*The task*. Each line of the material below needs to be returned exactly as written.
[Task inputs Boundary: Start]
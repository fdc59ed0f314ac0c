//! Value objects - immutable types that represent remote concepts

mod intents;
mod permissions;
mod snowflake;

pub use intents::Intents;
pub use permissions::Permissions;
pub use snowflake::{Snowflake, SnowflakeParseError};
//! Consumer-facing shard connection
//!
//! Pairs one [`GatewaySession`] with the [`EntityCache`] its dispatch events
//! keep in sync, and republishes what the handlers return on a broadcast
//! channel.

use std::sync::Arc;
use std::time::Duration;

use chat_cache::EntityCache;
use chat_common::{CacheConfig, ShardConfig};
use chat_core::Snowflake;
use serde_json::Value;
use tokio::sync::{broadcast, watch};
use tokio_util::sync::CancellationToken;

use crate::connection::{
    ConnectionState, GatewayEndpoint, GatewaySession, RateLimiter, SessionConfig, SessionListener,
};
use crate::error::{ConnectionFailure, GatewayResult};
use crate::events::ShardEvent;
use crate::handlers::EventDispatcher;
use crate::protocol::{
    GatewayMessage, OpCode, RequestGuildMembersPayload, StatusUpdatePayload,
    VoiceStateUpdatePayload,
};

/// Applies dispatches to the cache and fans the results out
struct EventSink {
    cache: Arc<EntityCache>,
    events: broadcast::Sender<ShardEvent>,
}

impl EventSink {
    fn publish(&self, event: ShardEvent) {
        // no subscribers is not an error
        let _ = self.events.send(event);
    }
}

impl SessionListener for EventSink {
    fn on_dispatch(&self, event: &str, data: Value) {
        for event in EventDispatcher::handle(&self.cache, event, data) {
            self.publish(event);
        }
    }

    fn on_reconnected(&self) {
        self.publish(ShardEvent::Reconnected);
    }

    fn on_failed(&self, failure: &ConnectionFailure) {
        self.publish(ShardEvent::Failed(failure.clone()));
    }
}

/// One shard of the event stream
pub struct ShardConnection {
    shard: ShardConfig,
    session: GatewaySession,
    cache: Arc<EntityCache>,
    events: broadcast::Sender<ShardEvent>,
    status_limiter: RateLimiter,
}

impl ShardConnection {
    /// Build a shard; nothing is opened until [`connect`](Self::connect)
    ///
    /// `identify_limiter` is shared by every shard using the same token.
    pub fn new(
        config: SessionConfig,
        endpoint: Arc<GatewayEndpoint>,
        identify_limiter: Arc<RateLimiter>,
        cache_config: &CacheConfig,
    ) -> Self {
        let shard = config.shard;
        let cache = EntityCache::new_shared(cache_config.message_cache_size);
        let (events, _) = broadcast::channel(cache_config.event_buffer.max(1));

        let sink = Arc::new(EventSink {
            cache: Arc::clone(&cache),
            events: events.clone(),
        });
        let session = GatewaySession::new(config, endpoint, identify_limiter, sink);

        Self {
            shard,
            session,
            cache,
            events,
            status_limiter: RateLimiter::status_update(),
        }
    }

    pub fn shard(&self) -> ShardConfig {
        self.shard
    }

    /// Receive every event published after this call
    pub fn subscribe(&self) -> broadcast::Receiver<ShardEvent> {
        self.events.subscribe()
    }

    pub fn cache(&self) -> &Arc<EntityCache> {
        &self.cache
    }

    pub fn state(&self) -> ConnectionState {
        self.session.state()
    }

    pub fn subscribe_state(&self) -> watch::Receiver<ConnectionState> {
        self.session.subscribe_state()
    }

    pub fn session_id(&self) -> Option<String> {
        self.session.session_id()
    }

    pub fn latency(&self) -> Option<Duration> {
        self.session.latency()
    }

    pub fn failure(&self) -> Option<ConnectionFailure> {
        self.session.failure()
    }

    /// Connect and wait until the session is ready
    pub async fn connect(&self, cancel: &CancellationToken) -> GatewayResult<()> {
        self.session.connect(cancel).await
    }

    /// Close the connection; the cache is kept until the next Ready
    pub async fn disconnect(&self) {
        self.session.disconnect().await;
    }

    /// Change the bot's status and activity
    ///
    /// Also counts against the status limiter of 5 per minute.
    pub async fn update_status(
        &self,
        status: StatusUpdatePayload,
        cancel: &CancellationToken,
    ) -> GatewayResult<()> {
        let message = GatewayMessage::command(OpCode::StatusUpdate, &status)?;
        self.session
            .send_command(&message, Some(&self.status_limiter), cancel)
            .await
    }

    /// Ask for members of a guild; they arrive as
    /// [`ShardEvent::MembersChunk`] events
    pub async fn request_guild_members(
        &self,
        guild_id: Snowflake,
        query: impl Into<String>,
        limit: u32,
        cancel: &CancellationToken,
    ) -> GatewayResult<()> {
        let payload = RequestGuildMembersPayload {
            guild_id,
            query: query.into(),
            limit,
        };
        let message = GatewayMessage::command(OpCode::RequestGuildMembers, &payload)?;
        self.session.send_command(&message, None, cancel).await
    }

    /// Join, move between or leave voice channels
    pub async fn update_voice_state(
        &self,
        voice: VoiceStateUpdatePayload,
        cancel: &CancellationToken,
    ) -> GatewayResult<()> {
        let message = GatewayMessage::command(OpCode::VoiceStateUpdate, &voice)?;
        self.session.send_command(&message, None, cancel).await
    }
}

impl std::fmt::Debug for ShardConnection {
    fn fmt(&self, f: &mut std::fmt::Formatter<'_>) -> std::fmt::Result {
        f.debug_struct("ShardConnection")
            .field("shard", &self.shard)
            .field("state", &self.state())
            .finish_non_exhaustive()
    }
}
[Task inputs Boundary: End]
*Task answer*.
repository fdc59ed0f314ac0c
//! Value objects - immutable types that represent remote concepts

mod intents;
mod permissions;
mod snowflake;

pub use intents::Intents;
pub use permissions::Permissions;
pub use snowflake::{Snowflake, SnowflakeParseError};
//! Consumer-facing shard connection
//!
//! Pairs one [`GatewaySession`] with the [`EntityCache`] its dispatch events
//! keep in sync, and republishes what the handlers return on a broadcast
//! channel.

use std::sync::Arc;
use std::time::Duration;

use chat_cache::EntityCache;
use chat_common::{CacheConfig, ShardConfig};
use chat_core::Snowflake;
use serde_json::Value;
use tokio::sync::{broadcast, watch};
use tokio_util::sync::CancellationToken;

use crate::connection::{
    ConnectionState, GatewayEndpoint, GatewaySession, RateLimiter, SessionConfig, SessionListener,
};
use crate::error::{ConnectionFailure, GatewayResult};
use crate::events::ShardEvent;
use crate::handlers::EventDispatcher;
use crate::protocol::{
    GatewayMessage, OpCode, RequestGuildMembersPayload, StatusUpdatePayload,
    VoiceStateUpdatePayload,
};

/// Applies dispatches to the cache and fans the results out
struct EventSink {
    cache: Arc<EntityCache>,
    events: broadcast::Sender<ShardEvent>,
}

impl EventSink {
    fn publish(&self, event: ShardEvent) {
        // no subscribers is not an error
        let _ = self.events.send(event);
    }
}

impl SessionListener for EventSink {
    fn on_dispatch(&self, event: &str, data: Value) {
        for event in EventDispatcher::handle(&self.cache, event, data) {
            self.publish(event);
        }
    }

    fn on_reconnected(&self) {
        self.publish(ShardEvent::Reconnected);
    }

    fn on_failed(&self, failure: &ConnectionFailure) {
        self.publish(ShardEvent::Failed(failure.clone()));
    }
}

/// One shard of the event stream
pub struct ShardConnection {
    shard: ShardConfig,
    session: GatewaySession,
    cache: Arc<EntityCache>,
    events: broadcast::Sender<ShardEvent>,
    status_limiter: RateLimiter,
}

impl ShardConnection {
    /// Build a shard; nothing is opened until [`connect`](Self::connect)
    ///
    /// `identify_limiter` is shared by every shard using the same token.
    pub fn new(
        config: SessionConfig,
        endpoint: Arc<GatewayEndpoint>,
        identify_limiter: Arc<RateLimiter>,
        cache_config: &CacheConfig,
    ) -> Self {
        let shard = config.shard;
        let cache = EntityCache::new_shared(cache_config.message_cache_size);
        let (events, _) = broadcast::channel(cache_config.event_buffer.max(1));

        let sink = Arc::new(EventSink {
            cache: Arc::clone(&cache),
            events: events.clone(),
        });
        let session = GatewaySession::new(config, endpoint, identify_limiter, sink);

        Self {
            shard,
            session,
            cache,
            events,
            status_limiter: RateLimiter::status_update(),
        }
    }

    pub fn shard(&self) -> ShardConfig {
        self.shard
    }

    /// Receive every event published after this call
    pub fn subscribe(&self) -> broadcast::Receiver<ShardEvent> {
        self.events.subscribe()
    }

    pub fn cache(&self) -> &Arc<EntityCache> {
        &self.cache
    }

    pub fn state(&self) -> ConnectionState {
        self.session.state()
    }

    pub fn subscribe_state(&self) -> watch::Receiver<ConnectionState> {
        self.session.subscribe_state()
    }

    pub fn session_id(&self) -> Option<String> {
        self.session.session_id()
    }

    pub fn latency(&self) -> Option<Duration> {
        self.session.latency()
    }

    pub fn failure(&self) -> Option<ConnectionFailure> {
        self.session.failure()
    }

    /// Connect and wait until the session is ready
    pub async fn connect(&self, cancel: &CancellationToken) -> GatewayResult<()> {
        self.session.connect(cancel).await
    }

    /// Close the connection; the cache is kept until the next Ready
    pub async fn disconnect(&self) {
        self.session.disconnect().await;
    }

    /// Change the bot's status and activity
    ///
    /// Also counts against the status limiter of 5 per minute.
    pub async fn update_status(
        &self,
        status: StatusUpdatePayload,
        cancel: &CancellationToken,
    ) -> GatewayResult<()> {
        let message = GatewayMessage::command(OpCode::StatusUpdate, &status)?;
        self.session
            .send_command(&message, Some(&self.status_limiter), cancel)
            .await
    }

    /// Ask for members of a guild; they arrive as
    /// [`ShardEvent::MembersChunk`] events
    pub async fn request_guild_members(
        &self,
        guild_id: Snowflake,
        query: impl Into<String>,
        limit: u32,
        cancel: &CancellationToken,
    ) -> GatewayResult<()> {
        let payload = RequestGuildMembersPayload {
            guild_id,
            query: query.into(),
            limit,
        };
        let message = GatewayMessage::command(OpCode::RequestGuildMembers, &payload)?;
        self.session.send_command(&message, None, cancel).await
    }

    /// Join, move between or leave voice channels
    pub async fn update_voice_state(
        &self,
        voice: VoiceStateUpdatePayload,
        cancel: &CancellationToken,
    ) -> GatewayResult<()> {
        let message = GatewayMessage::command(OpCode::VoiceStateUpdate, &voice)?;
        self.session.send_command(&message, None, cancel).await
    }
}

impl std::fmt::Debug for ShardConnection {
    fn fmt(&self, f: &mut std::fmt::Formatter<'_>) -> std::fmt::Result {
        f.debug_struct("ShardConnection")
            .field("shard", &self.shard)
            .field("state", &self.state())
            .finish_non_exhaustive()
    }
}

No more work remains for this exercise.